A tool is an action the agent can take on your behalf. On its own, a model can only produce text; tools are what let gdc actually read your files, change code, and run commands. When the model decides it needs to act, it requests a tool, gdc checks it against your permissions, runs it, and hands the result back.

You don't call tools yourself — the agent chooses them as it works. This page explains what's available so you know what gdc can and can't do.

Built-in tools

Every session has these tools available:

Tool What it does
Read Read a file (or part of one).
Write Create a new file or overwrite an existing one.
Edit Make a precise change to an existing file.
Bash Run a shell command.
Glob Find files by name pattern.
Grep Search file contents.
Web fetch Retrieve a web page (for documentation, references).

Reading and searching are safe and generally run without interruption. Writing, editing, and running commands can change your system, so they're governed by permissions and gdc asks before doing anything it isn't already allowed to.

Working with subagents

For larger tasks, the agent can spin up a focused subagent to handle a self-contained piece of work — for example, "investigate why this test fails" — and fold the result back into the main conversation. Each subagent gets its own recorded session, so you can inspect what it did.

Subagents & multi-agent

Long-running work in the background

Some commands take a while. gdc can move a long-running command to the background so the conversation keeps going, then deliver the result when it finishes.
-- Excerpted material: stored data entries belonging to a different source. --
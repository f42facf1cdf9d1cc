//! Per-user timezone resolution.

use chrono::{DateTime, NaiveDate, Utc};
use chrono_tz::Tz;
use tracing::warn;

use crate::error::{EngineError, EngineResult};

/// Parse an IANA timezone name.
pub fn parse_timezone(name: &str) -> EngineResult<Tz> {
    name.trim()
        .parse::<Tz>()
        .map_err(|_| EngineError::TimezoneResolution(name.to_string()))
}

/// Resolve a user's timezone, falling back to `default` when it is unset or unknown.
pub fn resolve_user_timezone(user_id: &str, configured: Option<&str>, default: Tz) -> Tz {
    match configured.filter(|s| !s.trim().is_empty()) {
        None => default,
        Some(name) => parse_timezone(name).unwrap_or_else(|e| {
            warn!(user_id, error = %e, fallback = %default, "Falling back to default timezone");
            default
        }),
    }
}

/// The calendar date at `now` in `tz`.
pub fn local_today(now: DateTime<Utc>, tz: Tz) -> NaiveDate {
    now.with_timezone(&tz).date_naive()
}
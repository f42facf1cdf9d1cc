//! Recurring client task generation.
//!
//! - [`pattern`] resolves a template's week/weekday pattern into dated slots.
//! - [`generator`] creates the missing task instances for a template and month.

pub mod generator;
pub mod pattern;

pub use generator::{GenerationOutcome, generate_for_template};
pub use pattern::{PatternEntry, PatternSlot, RawPatternEntry, SlotKey, expand_pattern, expand_slots};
In the terminal app you can background a running command and review jobs with keyboard shortcuts.

Interactive terminal

Extending the tool set

Beyond the built-ins, you can give the agent more tools:

  • MCP servers — connect external tools and data sources (issue trackers, databases, documentation services).

  • Plugins — add self-contained tools packaged as portable modules.

  • Skills — give the agent named instruction sets it can pull in on demand.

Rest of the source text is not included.